1. Marissa is a photographer. She sells framed photographs for $100 each and greeting cards for $5 each. The materials for each framed photograph cost $30, and the materials for each greeting card cost $2. Marissa can sell up to 8 framed photographs and 40 greeting cards each week, but this week, she only has $200 to spend on materials. Marissa hopes to earn a profit of at lest $400 this week after paying for her materials.
Let x = the number of framed photographs.
Let y = the number of greeting cards.
Two of the inequalities that model this situation are x ≤ 8 and y ≤ 40 .
A. Write two more inequalities to complete the system of inequalities modeling this situation.
B. Explain your inequalities and explain why x ≤ 8 and y ≤ 40 are also inequalities for this system.
C. Graph the solution set to your system of inequalities on a coordinate plane. Shade the area that represents the solution set.
D. Marissa plans to make and sell 5 framed photographs and 25 greeting cards. Is that a solution to the system of inequalities? If so, is it the solution that will produce the most profit? Explain your answers.
no ideas on any of those questions?
A. To complete the system of inequalities, we need to add two more inequalities that represent the materials cost and the profit requirement.
1. Materials Cost Inequality:
The cost of materials for each framed photograph is $30, and the cost for each greeting card is $2. Since Marissa only has $200 to spend on materials, we can write the following inequality:
30x + 2y ≤ 200
2. Profit Requirement Inequality:
Marissa hopes to earn a profit of at least $400 after paying for her materials. The profit earned from selling each framed photograph is $100 - $30 (for materials) = $70. The profit from selling each greeting card is $5 - $2 (for materials) = $3. Therefore, the profit made from selling x framed photographs and y greeting cards can be expressed as:
70x + 3y ≥ 400
B. Inequality Explanation:
- x ≤ 8: This inequality represents the maximum number of framed photographs Marissa can sell, which is 8.

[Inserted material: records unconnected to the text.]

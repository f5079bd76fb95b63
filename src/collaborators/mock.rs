//! In-process collaborators for tests and `--dry-run`.
//!
//! Synthesizer and renderer write real files so the readiness check has
//! something to look at. Every mock can be told to fail, and synthesis and
//! rendering can record into a shared [`CallLog`] so tests can assert on
//! ordering.

use super::{Renderer, Responder, SynthesizedAudio, Synthesizer, Transcriber, Transcript};
use crate::error::{LipstreamError, Result};
use crate::job::HistoryTurn;
use async_trait::async_trait;
use std::path::{Path, PathBuf};
use std::sync::atomic::{AtomicUsize, Ordering};
use std::sync::{Arc, Mutex, MutexGuard};
use std::time::Duration;
use tokio::io::AsyncWriteExt;

fn lock<T>(mutex: &Mutex<T>) -> MutexGuard<'_, T> {
    mutex.lock().unwrap_or_else(|e| e.into_inner())
}

/// Shared, ordered record of collaborator calls.
#[derive(Debug, Clone, Default)]
pub struct CallLog(Arc<Mutex<Vec<String>>>);

impl CallLog {
    pub fn new() -> Self {
        Self::default()
    }

    pub fn record(&self, entry: impl Into<String>) {
        lock(&self.0).push(entry.into());
    }

    pub fn entries(&self) -> Vec<String> {
        lock(&self.0).clone()
    }
}

/// Transcriber returning a fixed transcript.
#[derive(Debug, Clone)]
pub struct MockTranscriber {
    text: String,
    language: Option<String>,
    should_fail: bool,
}

impl MockTranscriber {
    pub fn new() -> Self {
        Self {
            text: "mock transcription".to_string(),
            language: None,
            should_fail: false,
        }
    }

    pub fn with_response(mut self, text: &str) -> Self {
        self.text = text.to_string();
        self
    }

    /// Report this language instead of echoing the requested one.
    pub fn with_language(mut self, language: &str) -> Self {
        self.language = Some(language.to_string());
        self
    }

    pub fn with_failure(mut self) -> Self {
        self.should_fail = true;
        self
    }
}

impl Default for MockTranscriber {
    fn default() -> Self {
        Self::new()
    }
}

#[async_trait]
impl Transcriber for MockTranscriber {
    async fn transcribe(&self, _audio: &Path, language: &str) -> Result<Transcript> {
        if self.should_fail {
            return Err(LipstreamError::Transcription {
                message: "mock transcription failure".to_string(),
            });
        }
        Ok(Transcript {
            text: self.text.clone(),
            language: self
                .language
                .clone()
                .unwrap_or_else(|| language.to_string()),
        })
    }

    fn name(&self) -> &str {
        "mock-transcriber"
    }
}

/// Responder returning a fixed answer and remembering the history it saw.
#[derive(Debug, Default)]
pub struct MockResponder {
    response: Option<String>,
    should_fail: bool,
    histories: Mutex<Vec<Vec<HistoryTurn>>>,
}

impl MockResponder {
    /// Without a configured response the mock answers `"You said: <text>"`.
    pub fn new() -> Self {
        Self::default()
    }

    pub fn with_response(mut self, response: &str) -> Self {
        self.response = Some(response.to_string());
        self
    }

    pub fn with_failure(mut self) -> Self {
        self.should_fail = true;
        self
    }

    /// History passed on each call, in call order.
    pub fn histories(&self) -> Vec<Vec<HistoryTurn>> {
        lock(&self.histories).clone()
    }
}

#[async_trait]
impl Responder for MockResponder {
    async fn respond(&self, text: &str, history: &[HistoryTurn]) -> Result<String> {
        lock(&self.histories).push(history.to_vec());
        if self.should_fail {
            return Err(LipstreamError::ResponseGeneration {
                message: "mock responder failure".to_string(),
            });
        }
        Ok(self
            .response
            .clone()
            .unwrap_or_else(|| format!("You said: {}", text)))
    }

    fn name(&self) -> &str {
        "mock-responder"
    }
}

/// Synthesizer writing placeholder audio files.
#[derive(Debug)]
pub struct MockSynthesizer {
    output_dir: PathBuf,
    fail_on_call: Option<usize>,
    calls: AtomicUsize,
    texts: Mutex<Vec<String>>,
    log: Option<CallLog>,
}

impl MockSynthesizer {
    pub fn new(output_dir: impl Into<PathBuf>) -> Self {
        Self {
            output_dir: output_dir.into(),
            fail_on_call: None,
            calls: AtomicUsize::new(0),
            texts: Mutex::new(Vec::new()),
            log: None,
        }
    }

    /// Fail the `n`th call (1-based).
    pub fn with_failure_on_call(mut self, n: usize) -> Self {
        self.fail_on_call = Some(n);
        self
    }

    pub fn with_log(mut self, log: CallLog) -> Self {
        self.log = Some(log);
        self
    }

    /// Texts synthesized so far, in call order.
    pub fn texts(&self) -> Vec<String> {
        lock(&self.texts).clone()
    }
}

#[async_trait]
impl Synthesizer for MockSynthesizer {
    async fn synthesize(
        &self,
        text: &str,
        _voice: Option<&Path>,
        _language: &str,
    ) -> Result<SynthesizedAudio> {
        let call = self.calls.fetch_add(1, Ordering::SeqCst) + 1;
        lock(&self.texts).push(text.to_string());
        if let Some(log) = &self.log {
            log.record(format!("synthesize:{}", call));
        }
        if self.fail_on_call == Some(call) {
            return Err(LipstreamError::Synthesis {
                message: format!("mock synthesis failure on call {}", call),
            });
        }

        tokio::fs::create_dir_all(&self.output_dir).await?;
        let path = self.output_dir.join(format!("tts_{:03}.wav", call));
        tokio::fs::write(&path, text.as_bytes()).await?;

        // Roughly 15 characters per second of speech.
        let duration = Duration::from_millis(text.chars().count() as u64 * 1000 / 15);
        Ok(SynthesizedAudio { path, duration })
    }

    fn name(&self) -> &str {
        "mock-synthesizer"
    }
}

/// How the mock renderer writes its output.
#[derive(Debug, Clone, Copy, PartialEq)]
enum WriteMode {
    /// Whole file written before `render` returns.
    Immediate,
    /// `render` returns at once; a background task appends `steps` pieces,
    /// `interval` apart.
    Growing { steps: usize, interval: Duration },
}

/// Renderer writing placeholder video files.
#[derive(Debug)]
pub struct MockRenderer {
    output_dir: PathBuf,
    fail_on_call: Option<usize>,
    delay: Duration,
    write_mode: WriteMode,
    calls: AtomicUsize,
    in_flight: AtomicUsize,
    max_in_flight: AtomicUsize,
    log: Option<CallLog>,
}

impl MockRenderer {
    pub fn new(output_dir: impl Into<PathBuf>) -> Self {
        Self {
            output_dir: output_dir.into(),
            fail_on_call: None,
            delay: Duration::ZERO,
            write_mode: WriteMode::Immediate,
            calls: AtomicUsize::new(0),
            in_flight: AtomicUsize::new(0),
            max_in_flight: AtomicUsize::new(0),
            log: None,
        }
    }

    /// Fail the `n`th call (1-based).
    pub fn with_failure_on_call(mut self, n: usize) -> Self {
        self.fail_on_call = Some(n);
        self
    }

    /// Simulated render time before returning.
    pub fn with_delay(mut self, delay: Duration) -> Self {
        self.delay = delay;
        self
    }

    /// Return before the file is complete and keep appending in the
    /// background, like a renderer that flushes asynchronously.
    pub fn with_growing_output(mut self, steps: usize, interval: Duration) -> Self {
        self.write_mode = WriteMode::Growing { steps, interval };
        self
    }

    pub fn with_log(mut self, log: CallLog) -> Self {
        self.log = Some(log);
        self
    }

    pub fn calls(&self) -> usize {
        self.calls.load(Ordering::SeqCst)
    }

    /// Highest number of overlapping `render` calls observed.
    pub fn max_in_flight(&self) -> usize {
        self.max_in_flight.load(Ordering::SeqCst)
    }

    async fn render_inner(&self, call: usize, audio: &Path) -> Result<PathBuf> {
        if !self.delay.is_zero() {
            tokio::time::sleep(self.delay).await;
        }
        if self.fail_on_call == Some(call) {
            return Err(LipstreamError::Render {
                message: format!("mock render failure on call {}", call),
            });
        }

        tokio::fs::create_dir_all(&self.output_dir).await?;
        let path = self.output_dir.join(format!("avatar_{:03}.mp4", call));
        let frame = format!("frame for {}\n", audio.display()).into_bytes();

        match self.write_mode {
            WriteMode::Immediate => {
                tokio::fs::write(&path, &frame).await?;
            }
            WriteMode::Growing { steps, interval } => {
                let mut file = tokio::fs::File::create(&path).await?;
                tokio::spawn(async move {
                    for _ in 0..steps {
                        if file.write_all(&frame).await.is_err() || file.flush().await.is_err() {
                            break;
                        }
                        tokio::time::sleep(interval).await;
                    }
                });
            }
        }
        Ok(path)
    }
}

#[async_trait]
impl Renderer for MockRenderer {
    async fn render(&self, audio: &Path, _image: &Path) -> Result<PathBuf> {
        let call = self.calls.fetch_add(1, Ordering::SeqCst) + 1;
        let now = self.in_flight.fetch_add(1, Ordering::SeqCst) + 1;
        self.max_in_flight.fetch_max(now, Ordering::SeqCst);
        if let Some(log) = &self.log {
            log.record(format!("render:{}", call));
        }

        let result = self.render_inner(call, audio).await;
        self.in_flight.fetch_sub(1, Ordering::SeqCst);
        result
    }

    fn name(&self) -> &str {
        "mock-renderer"
    }
}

- y ≤ 40: This inequality represents the maximum number of greeting cards Marissa can sell, which is 40.
The reason these inequalities are included in the system is to set the upper limit on the number of framed photographs and greeting cards Marissa can sell within a week.
C. Graphing:
To graph the solution set, we can plot the inequalities on a coordinate plane. The x-axis can represent the number of framed photographs (x), and the y-axis can represent the number of greeting cards (y).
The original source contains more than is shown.